[Saved entries]

■ ■ ■ ■ ■ ■ ■

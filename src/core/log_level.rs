//! Log level definitions

use super::error::LoggerError;
use serde::{Deserialize, Serialize};
use std::fmt;
use std::str::FromStr;

/// Severity of a log entry, strictly ordered from `Debug` to `Fatal`
#[derive(Debug, Clone, Copy, PartialEq, Eq, PartialOrd, Ord, Hash, Serialize, Deserialize)]
#[derive(Default)]
#[serde(rename_all = "UPPERCASE")]
pub enum LogLevel {
    Debug = 0,
    #[default]
    Info = 1,
    Warn = 2,
    Error = 3,
    Fatal = 4,
}

impl LogLevel {
    /// Every level, lowest severity first
    pub const ALL: [LogLevel; 5] = [
        LogLevel::Debug,
        LogLevel::Info,
        LogLevel::Warn,
        LogLevel::Error,
        LogLevel::Fatal,
    ];

    pub fn to_str(&self) -> &'static str {
        match self {
            LogLevel::Debug => "DEBUG",
            LogLevel::Info => "INFO",
            LogLevel::Warn => "WARN",
            LogLevel::Error => "ERROR",
            LogLevel::Fatal => "FATAL",
        }
    }
}

impl fmt::Display for LogLevel {
    fn fmt(&self, f: &mut fmt::Formatter<'_>) -> fmt::Result {
        f.write_str(self.to_str())
    }
}

impl FromStr for LogLevel {
    type Err = LoggerError;

    fn from_str(s: &str) -> Result<Self, Self::Err> {
        match s.to_uppercase().as_str() {
            "DEBUG" => Ok(LogLevel::Debug),
            "INFO" => Ok(LogLevel::Info),
            "WARN" => Ok(LogLevel::Warn),
            "ERROR" => Ok(LogLevel::Error),
            "FATAL" => Ok(LogLevel::Fatal),
            _ => Err(LoggerError::unknown_level(s)),
        }
    }
}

■ ■ ■ ■ ■ ■ ■

TASK PROMPT »
Output nothing but the line containing "type Err = LoggerError;" and each line after it in the entries above, exactly as written.

ANSWER TO THIS EXERCISE »
    type Err = LoggerError;

    fn from_str(s: &str) -> Result<Self, Self::Err> {
        match s.to_uppercase().as_str() {
            "DEBUG" => Ok(LogLevel::Debug),
            "INFO" => Ok(LogLevel::Info),
            "WARN" => Ok(LogLevel::Warn),
            "ERROR" => Ok(LogLevel::Error),
            "FATAL" => Ok(LogLevel::Fatal),
            _ => Err(LoggerError::unknown_level(s)),
        }
    }
}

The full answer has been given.